WPES10 in real time: Social Network Privacy
4 October 2010
- Using Social Networks to Harvest Email Addresses by Iasonas Polakis, Georgios Kontaxis, Eleni Gessiou, Thanasis Petsas, Evangelos P. Markatos and Spiros Antonatos (Institute of Computer Science, Foundation for Research and Technology Hellas)
- Turning Privacy Leaks into Floods: Surreptitious Discovery of Social Network Friendships and Other Sensitive Binary Attribute Vectors by Arthur Ascuncion and Michael Goodrich (University of California, Irvine) (not on-line yet).
The first work by Polakis et al, looks at how easy it is to massively harvest email addresses using social networks and search engines to further use them as targets for spam. Furthermore, they attach to each email address contextual social information and personal information to produce more convincing spam and phishing emails. For this they used different techniques on three target platforms.

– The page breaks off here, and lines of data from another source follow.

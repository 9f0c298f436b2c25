//! Pipeline orchestration.
//!
//! Loads the two broadcast join inputs (field-descriptor dictionary and
//! report-header registry), then streams each detail family's shards
//! through parse → normalize → join → unify on blocking workers, bounded
//! by `max_concurrent_shards`, into the staged Parquet exporter. Nothing
//! is published until every partition has been written.

use std::ops::ControlFlow;
use std::path::PathBuf;
use std::sync::Arc;

use arrow::array::RecordBatch;
use arrow::datatypes::SchemaRef;
use futures::StreamExt;
use futures::stream;
use snafu::ResultExt;
use tracing::info;

use crate::config::{Config, DetailFamilyConfig, GapPolicy};
use crate::dictionary::Dictionary;
use crate::emit;
use crate::error::{JoinError, PipelineError, TaskJoinSnafu};
use crate::join::{BatchJoinStats, Denormalizer, KeyIndex};
use crate::metrics::events::{
    BytesWritten, FanoutRows, FilesPublished, KeyViolations, RowsDropped, RowsWritten,
    ShardProcessed,
};
use crate::normalize::KeyNormalizer;
use crate::report::RunReport;
use crate::schema::{DetailFamily, family_schema};
use crate::sink::{ParquetWriter, ParquetWriterConfig, StagingWriter};
use crate::source::{CsvShardReader, discover_shards};
use crate::unify;

/// Everything a blocking worker needs to turn one shard into unified
/// output batches. Cloned per shard; the broadcast indexes are shared.
#[derive(Clone)]
struct FamilyContext {
    family: DetailFamily,
    schema: SchemaRef,
    batch_size: usize,
    normalizer: KeyNormalizer,
    denormalizer: Arc<Denormalizer>,
    value_column: String,
    unified_value: String,
    family_column: String,
    target: SchemaRef,
}

/// Per-shard accounting returned by the blocking workers.
#[derive(Default)]
struct ShardOutcome {
    rows_read: u64,
    key_violations: u64,
    join: BatchJoinStats,
}

/// Run the full pipeline. Returns the end-of-run report.
pub async fn run(config: Config) -> Result<RunReport, PipelineError> {
    let mut report = RunReport::default();

    // Broadcast side inputs: both joins' build sides are fully resident
    // before any detail shard is probed.
    let dictionary = Dictionary::load(&config.dictionary, &config.keys).await?;
    report.dictionary_rows = dictionary.index().num_rows() as u64;
    report.dictionary_duplicate_keys = dictionary.index().duplicate_keys();
    report.dictionary_key_violations = dictionary.key_violations();

    let headers = load_header_registry(&config).await?;
    report.header_rows = headers.num_rows() as u64;
    report.header_duplicate_ids = headers.duplicate_keys();

    let denormalizer = Arc::new(Denormalizer::new(
        dictionary.index(),
        Arc::clone(&headers),
        config.keys.columns.clone(),
        config.report_key().to_string(),
    ));

    // Establish the unified output schema from the numeric family and
    // verify the alphanumeric family lands in the same one before any
    // shard work starts.
    let unified = unified_family_schema(&config, &denormalizer, DetailFamily::Numeric)?;
    let alphanumeric = unified_family_schema(&config, &denormalizer, DetailFamily::Alphanumeric)?;
    unify::check_compatible(&unified, &alphanumeric)?;

    let writer_config = ParquetWriterConfig {
        target_file_size: config.sink.file_size_mb * crate::config::MB,
        compression: config.sink.compression,
        column_compression: config.sink.column_compression.clone(),
    };
    let mut writer = ParquetWriter::new(unified.clone(), writer_config)?;
    let mut staging = StagingWriter::new(&config.sink.dir)?;

    for family in DetailFamily::all() {
        let detail = detail_config(&config, family);
        let context = FamilyContext {
            family,
            schema: family_schema(&detail.columns),
            batch_size: config.input.batch_size,
            normalizer: KeyNormalizer::new(config.keys.columns.clone(), config.keys.on_violation),
            denormalizer: Arc::clone(&denormalizer),
            value_column: detail.value_column.clone(),
            unified_value: config.sink.value_column.clone(),
            family_column: config.sink.family_column.clone(),
            target: unified.clone(),
        };

        process_family(&config, detail, context, &mut writer, &mut staging, &mut report)
            .await?;
    }

    for file in writer.close()? {
        report.rows_written += file.record_count as u64;
        emit!(BytesWritten {
            bytes: file.size as u64
        });
        staging.stage(file).await?;
    }
    emit!(RowsWritten {
        count: report.rows_written
    });

    enforce_gap_policy(&config, &report)?;

    report.files_published = staging.staged_count() as u64;
    staging.publish(&report).await?;
    emit!(FilesPublished {
        count: report.files_published
    });

    report.log_summary();
    Ok(report)
}

fn detail_config(config: &Config, family: DetailFamily) -> &DetailFamilyConfig {
    match family {
        DetailFamily::Numeric => &config.families.numeric,
        DetailFamily::Alphanumeric => &config.families.alphanumeric,
    }
}

/// The unified schema one family's joined output maps to.
fn unified_family_schema(
    config: &Config,
    denormalizer: &Denormalizer,
    family: DetailFamily,
) -> Result<SchemaRef, PipelineError> {
    let detail = detail_config(config, family);
    let joined = denormalizer.joined_schema(&family_schema(&detail.columns))?;
    let unified = unify::unified_schema(
        &joined,
        &detail.value_column,
        &config.sink.value_column,
        &config.sink.family_column,
    )?;
    Ok(unified)
}

/// Load every report-header shard and index the registry by report id.
async fn load_header_registry(config: &Config) -> Result<Arc<KeyIndex>, PipelineError> {
    let report = &config.families.report;
    let shards = discover_shards(&config.input.dir, "report", &report.pattern)?;
    let schema = family_schema(&report.columns);
    let batch_size = config.input.batch_size;

    let mut handles = Vec::with_capacity(shards.len());
    for shard in shards {
        let schema = schema.clone();
        handles.push(tokio::task::spawn_blocking(move || {
            let reader = CsvShardReader::new(schema, batch_size);
            let mut batches = Vec::new();
            reader.read_batches(&shard, &mut |batch| {
                batches.push(batch);
                ControlFlow::Continue(())
            })?;
            Ok::<_, crate::error::SourceError>(batches)
        }));
    }

    let mut batches: Vec<RecordBatch> = Vec::new();
    for handle in handles {
        batches.extend(handle.await.context(TaskJoinSnafu)??);
    }

    let table = arrow::compute::concat_batches(&schema, &batches)
        .map_err(|source| JoinError::Gather { source })?;

    let registry = KeyIndex::build(table, &[config.report_key().to_string()])?;
    info!(
        headers = registry.num_rows(),
        duplicate_ids = registry.duplicate_keys(),
        "Loaded report-header registry"
    );

    Ok(Arc::new(registry))
}

/// Stream one family's shards through the blocking workers into the writer.
async fn process_family(
    config: &Config,
    detail: &DetailFamilyConfig,
    context: FamilyContext,
    writer: &mut ParquetWriter,
    staging: &mut StagingWriter,
    report: &mut RunReport,
) -> Result<(), PipelineError> {
    let family = context.family;
    let shards = discover_shards(&config.input.dir, family.tag(), &detail.pattern)?;
    info!(family = %family, shards = shards.len(), "Processing detail family");

    writer.set_partition(&format!("{}={}", config.sink.family_column, family.tag()))?;

    let mut results = stream::iter(shards.into_iter().map(|shard| {
        let context = context.clone();
        tokio::task::spawn_blocking(move || process_shard(shard, context))
    }))
    .buffer_unordered(config.input.max_concurrent_shards);

    while let Some(joined) = results.next().await {
        let (batches, outcome) = joined.context(TaskJoinSnafu)??;

        for batch in batches {
            writer.write_batch(&batch)?;
        }
        for file in writer.take_finished() {
            report.rows_written += file.record_count as u64;
            emit!(BytesWritten {
                bytes: file.size as u64
            });
            staging.stage(file).await?;
        }

        let family_report = report.family_mut(family);
        family_report.shards += 1;
        family_report.rows_read += outcome.rows_read;
        family_report.key_violations += outcome.key_violations;
        family_report.absorb(&outcome.join);

        emit!(ShardProcessed {
            records: outcome.rows_read,
            family: family.tag()
        });
        emit!(RowsDropped {
            count: outcome.join.descriptor.dropped,
            stage: "descriptor",
            family: family.tag()
        });
        emit!(RowsDropped {
            count: outcome.join.header.dropped,
            stage: "header",
            family: family.tag()
        });
        emit!(FanoutRows {
            count: outcome.join.descriptor.fanout_extra,
            stage: "descriptor",
            family: family.tag()
        });
        emit!(FanoutRows {
            count: outcome.join.header.fanout_extra,
            stage: "header",
            family: family.tag()
        });
        emit!(KeyViolations {
            count: outcome.key_violations,
            family: family.tag()
        });
    }

    Ok(())
}

/// Parse, normalize, join, and unify one shard. Runs on a blocking worker.
fn process_shard(
    shard: PathBuf,
    context: FamilyContext,
) -> Result<(Vec<RecordBatch>, ShardOutcome), PipelineError> {
    let reader = CsvShardReader::new(context.schema.clone(), context.batch_size);

    let mut outcome = ShardOutcome::default();
    let mut unified: Vec<RecordBatch> = Vec::new();
    let mut failure: Option<PipelineError> = None;

    let rows_read = reader.read_batches(&shard, &mut |batch| {
        let result = (|| -> Result<(), PipelineError> {
            let normalized = context.normalizer.normalize(&batch)?;
            outcome.key_violations += normalized.violations;

            let (combined, stats) = context.denormalizer.denormalize(&normalized.batch)?;
            outcome.join.merge(&stats);

            if combined.num_rows() > 0 {
                let batch = unify::unify_batch(
                    &combined,
                    context.family,
                    &context.value_column,
                    &context.unified_value,
                    &context.family_column,
                    &context.target,
                )?;
                unified.push(batch);
            }
            Ok(())
        })();

        match result {
            Ok(()) => ControlFlow::Continue(()),
            Err(error) => {
                failure = Some(error);
                ControlFlow::Break(())
            }
        }
    })?;

    if let Some(error) = failure {
        return Err(error);
    }

    outcome.rows_read = rows_read as u64;
    Ok((unified, outcome))
}

/// Under the abort policy, any dropped rows fail the run before publish.
fn enforce_gap_policy(config: &Config, report: &RunReport) -> Result<(), PipelineError> {
    if config.join.on_referential_gap != GapPolicy::Abort {
        return Ok(());
    }

    let missing_descriptor = report.numeric.dropped_missing_descriptor
        + report.alphanumeric.dropped_missing_descriptor;
    if missing_descriptor > 0 {
        return Err(JoinError::ReferentialGap {
            stage: "descriptor",
            dropped: missing_descriptor,
        }
        .into());
    }

    let missing_header =
        report.numeric.dropped_missing_header + report.alphanumeric.dropped_missing_header;
    if missing_header > 0 {
        return Err(JoinError::ReferentialGap {
            stage: "header",
            dropped: missing_header,
        }
        .into());
    }

    Ok(())
}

On facebook, they use the facility that allows users to find other by email to harvest personal information. This acts as an oracle to map harvested email addresses to real world names and demographic information. Once a facebook profile is linked, a very convincing fishing email can be crafted – including an email to ask to befriend them. (About 30% of users would befriend a stranger in that manner – a result not reported in the paper.)

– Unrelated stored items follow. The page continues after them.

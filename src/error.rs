//! Error types for the avalanche loader.

use snafu::prelude::*;

/// Errors that can occur while loading or validating configuration.
#[derive(Debug, Snafu)]
#[snafu(visibility(pub))]
pub enum ConfigError {
    /// Failed to read the config file.
    #[snafu(display("Failed to read config file: {source}"))]
    ReadFile { source: std::io::Error },

    /// Environment variable interpolation failed.
    #[snafu(display("Environment variable interpolation failed:\n{message}"))]
    EnvInterpolation { message: String },

    /// Failed to parse YAML.
    #[snafu(display("Failed to parse config YAML: {source}"))]
    YamlParse { source: serde_yaml::Error },

    /// Input directory is empty in config.
    #[snafu(display("Config error: input.dir must not be empty"))]
    EmptyInputDir,

    /// Sink directory is empty in config.
    #[snafu(display("Config error: sink.dir must not be empty"))]
    EmptySinkDir,

    /// A family has an empty column list.
    #[snafu(display("Config error: family '{family}' declares no columns"))]
    EmptyColumns { family: String },

    /// A family declares the same column twice.
    #[snafu(display("Config error: family '{family}' declares column '{column}' twice"))]
    DuplicateColumn { family: String, column: String },

    /// A configured key column is not present in a family's column list.
    #[snafu(display("Config error: key column '{column}' not declared by family '{family}'"))]
    UnknownKeyColumn { family: String, column: String },

    /// A detail family's value column is not in its column list.
    #[snafu(display("Config error: value column '{column}' not declared by family '{family}'"))]
    UnknownValueColumn { family: String, column: String },

    /// Detail families must lead with the same report-identifier column as the report family.
    #[snafu(display(
        "Config error: family '{family}' leads with '{actual}', expected report key '{expected}'"
    ))]
    ReportKeyMismatch {
        family: String,
        expected: String,
        actual: String,
    },

    /// Dictionary source is empty in config.
    #[snafu(display("Config error: dictionary.source must not be empty"))]
    EmptyDictionarySource,
}

/// Errors that can occur during shard discovery and CSV parsing.
#[derive(Debug, Snafu)]
#[snafu(visibility(pub))]
pub enum SourceError {
    /// Failed to list the input directory.
    #[snafu(display("Failed to list input directory {dir}: {source}"))]
    ListDir {
        dir: String,
        source: std::io::Error,
    },

    /// A family's glob pattern could not be compiled.
    #[snafu(display("Invalid shard pattern '{pattern}': {source}"))]
    BadPattern {
        pattern: String,
        source: regex::Error,
    },

    /// No shards matched a configured family pattern.
    #[snafu(display("No shards in {dir} match pattern '{pattern}' for family '{family}'"))]
    NoShards {
        family: String,
        dir: String,
        pattern: String,
    },

    /// Failed to read a shard file.
    #[snafu(display("Failed to read shard {path}: {source}"))]
    ReadShard {
        path: String,
        source: std::io::Error,
    },

    /// A shard's column count disagrees with the declared schema.
    #[snafu(display("Schema mismatch in {path}: declared {expected} columns, found {actual}"))]
    ColumnCountMismatch {
        path: String,
        expected: usize,
        actual: usize,
    },

    /// CSV decode failure.
    #[snafu(display("Failed to decode CSV in {path}: {source}"))]
    CsvDecode {
        path: String,
        source: arrow::error::ArrowError,
    },
}

/// Errors that can occur while loading the field-descriptor dictionary.
///
/// All variants are fatal for the run: no denormalization is possible
/// without the dictionary.
#[derive(Debug, Snafu)]
#[snafu(visibility(pub))]
pub enum DictionaryError {
    /// HTTP fetch failed.
    #[snafu(display("Failed to fetch dictionary from {url}: {source}"))]
    Fetch { url: String, source: reqwest::Error },

    /// HTTP fetch returned a non-success status.
    #[snafu(display("Dictionary fetch from {url} returned HTTP {status}"))]
    HttpStatus { url: String, status: u16 },

    /// Local read failed.
    #[snafu(display("Failed to read dictionary {path}: {source}"))]
    Read {
        path: String,
        source: std::io::Error,
    },

    /// CSV parse failure.
    #[snafu(display("Failed to parse dictionary CSV: {source}"))]
    Parse { source: arrow::error::ArrowError },

    /// A configured key column is missing from the dictionary header.
    #[snafu(display("Dictionary is missing key column '{column}'"))]
    MissingKeyColumn { column: String },

    /// The dictionary contains no rows.
    #[snafu(display("Dictionary contains no rows"))]
    Empty,
}

/// Errors that can occur during key normalization.
#[derive(Debug, Snafu)]
#[snafu(visibility(pub))]
pub enum NormalizeError {
    /// A designated key column is absent from the batch.
    #[snafu(display("Key column '{column}' not present in batch"))]
    MissingColumn { column: String },

    /// A key column could not be cast to a string representation.
    #[snafu(display("Failed to cast key column '{column}' to string: {source}"))]
    Cast {
        column: String,
        source: arrow::error::ArrowError,
    },

    /// A key value failed fixed-format validation under the abort policy.
    #[snafu(display("Key format violation in column '{column}' at row {row}: {value:?}"))]
    KeyFormat {
        column: String,
        row: usize,
        value: String,
    },

    /// Row filtering failed.
    #[snafu(display("Failed to filter rows: {source}"))]
    Filter { source: arrow::error::ArrowError },
}

/// Errors that can occur during the denormalization joins.
#[derive(Debug, Snafu)]
#[snafu(visibility(pub))]
pub enum JoinError {
    /// A join key column is absent from the probe batch.
    #[snafu(display("Join key column '{column}' not present in batch"))]
    MissingProbeColumn { column: String },

    /// Two join inputs carry the same non-key column name.
    #[snafu(display("Join would produce duplicate output column '{column}'"))]
    DuplicateOutputColumn { column: String },

    /// Arrow gather/concat failure.
    #[snafu(display("Join gather failed: {source}"))]
    Gather { source: arrow::error::ArrowError },

    /// The run is configured to abort on referential gaps and one occurred.
    #[snafu(display("Referential gap: {dropped} row(s) dropped at the {stage} join stage"))]
    ReferentialGap { stage: &'static str, dropped: u64 },
}

/// Errors that can occur while unifying the two detail families.
#[derive(Debug, Snafu)]
#[snafu(visibility(pub))]
pub enum UnifyError {
    /// The two families' column sets cannot be reconciled.
    #[snafu(display("Family column sets differ: missing {missing:?}, unexpected {extra:?}"))]
    ColumnSetMismatch {
        missing: Vec<String>,
        extra: Vec<String>,
    },

    /// The family's value column is absent.
    #[snafu(display("Value column '{column}' not present in joined batch"))]
    MissingValueColumn { column: String },

    /// Arrow projection failure.
    #[snafu(display("Failed to project unified batch: {source}"))]
    Project { source: arrow::error::ArrowError },
}

/// Errors that can occur during Parquet export and publication.
#[derive(Debug, Snafu)]
#[snafu(visibility(pub))]
pub enum ExportError {
    /// Failed to create the Parquet writer.
    #[snafu(display("Failed to create Parquet writer: {source}"))]
    WriterCreate {
        source: parquet::errors::ParquetError,
    },

    /// Failed to write a batch to Parquet.
    #[snafu(display("Failed to write to Parquet: {source}"))]
    ParquetWrite {
        source: parquet::errors::ParquetError,
    },

    /// Writer buffer still shared when closing.
    #[snafu(display("Parquet buffer still in use by another task"))]
    BufferInUse,

    /// Failed to write a staged file.
    #[snafu(display("Failed to write staged file {path}: {source}"))]
    StagingWrite {
        path: String,
        source: object_store::Error,
    },

    /// Failed to publish a staged file to its final path.
    #[snafu(display("Failed to publish {path}: {source}"))]
    Publish {
        path: String,
        source: object_store::Error,
    },

    /// Failed to serialize the run summary.
    #[snafu(display("Failed to serialize run summary: {source}"))]
    SummarySerialize { source: serde_json::Error },

    /// Failed to open the output location.
    #[snafu(display("Failed to open output location {dir}: {source}"))]
    OpenOutput {
        dir: String,
        source: object_store::Error,
    },

    /// Failed to create the output directory.
    #[snafu(display("Failed to create output directory {dir}: {source}"))]
    CreateDir {
        dir: String,
        source: std::io::Error,
    },
}

/// Top-level pipeline errors.
#[derive(Debug, Snafu)]
#[snafu(visibility(pub))]
pub enum PipelineError {
    /// Configuration error.
    #[snafu(display("Configuration error: {source}"))]
    Config { source: ConfigError },

    /// Source error.
    #[snafu(display("Source error: {source}"))]
    Source { source: SourceError },

    /// Metadata dictionary unavailable.
    #[snafu(display("Metadata unavailable: {source}"))]
    MetadataUnavailable { source: DictionaryError },

    /// Key normalization error.
    #[snafu(display("Key normalization error: {source}"))]
    Normalize { source: NormalizeError },

    /// Join error.
    #[snafu(display("Join error: {source}"))]
    Join { source: JoinError },

    /// Family unification error.
    #[snafu(display("Unification error: {source}"))]
    Unify { source: UnifyError },

    /// Export error. The artifact was not published.
    #[snafu(display("Export incomplete: {source}"))]
    ExportIncomplete { source: ExportError },

    /// Task join error.
    #[snafu(display("Task join error: {source}"))]
    TaskJoin { source: tokio::task::JoinError },

    /// Channel closed.
    #[snafu(display("Channel closed unexpectedly"))]
    ChannelClosed,
}

impl From<ConfigError> for PipelineError {
    fn from(source: ConfigError) -> Self {
        PipelineError::Config { source }
    }
}

impl From<SourceError> for PipelineError {
    fn from(source: SourceError) -> Self {
        PipelineError::Source { source }
    }
}

impl From<DictionaryError> for PipelineError {
    fn from(source: DictionaryError) -> Self {
        PipelineError::MetadataUnavailable { source }
    }
}

impl From<NormalizeError> for PipelineError {
    fn from(source: NormalizeError) -> Self {
        PipelineError::Normalize { source }
    }
}

impl From<JoinError> for PipelineError {
    fn from(source: JoinError) -> Self {
        PipelineError::Join { source }
    }
}

impl From<UnifyError> for PipelineError {
    fn from(source: UnifyError) -> Self {
        PipelineError::Unify { source }
    }
}

impl From<ExportError> for PipelineError {
    fn from(source: ExportError) -> Self {
        PipelineError::ExportIncomplete { source }
    }
}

A second vector of information is the use of nicknames that are constant across different sites. They use twitter to harvest pairs of (nicknames, email) and then further use the Facebook email to name oracle to link them to real world addresses. Finally, the authors use a google buzz feature to extract emails: every Buzz user ID is also their gmail address – this means that by searching buzz for particular words you can harvest gmail addresses as well as personal information of the users.
But how effective are the email harvesting techniques? How do you even assess this? The authors check the name and address they have harvested against an exact match with the name extracted from Facebook. The first technique yields about 0.3% correct addresses, the second 7%, and the final one 40%, showing that the techniques are practical when linking email to real names.
The second paper by Ascuncion et al. looks at how to aggregate information leaked by social networks to construct complete profiles of users on Social Networks. The aim is to reconstruct the friendship network as well as recovering attributes even if the privacy settings are used.
The techniques assume you can use an oracle to ask group queries against the social network site to check for a particular attribute. The objective is then to find a scheme that minimises the number of queries. It turns out there is a body of work on combinatorial group testing, including adaptive variants, that are readily applicable to this problem. This is not unlike our work on prying data out of a social network. Applying these techniques to social networks is even narrower allowing a lower number of queries to extract attributes (a logarithmic number of queries in the size of possible profiles, and linear in the number of profiles with a certain attribute to be extracted).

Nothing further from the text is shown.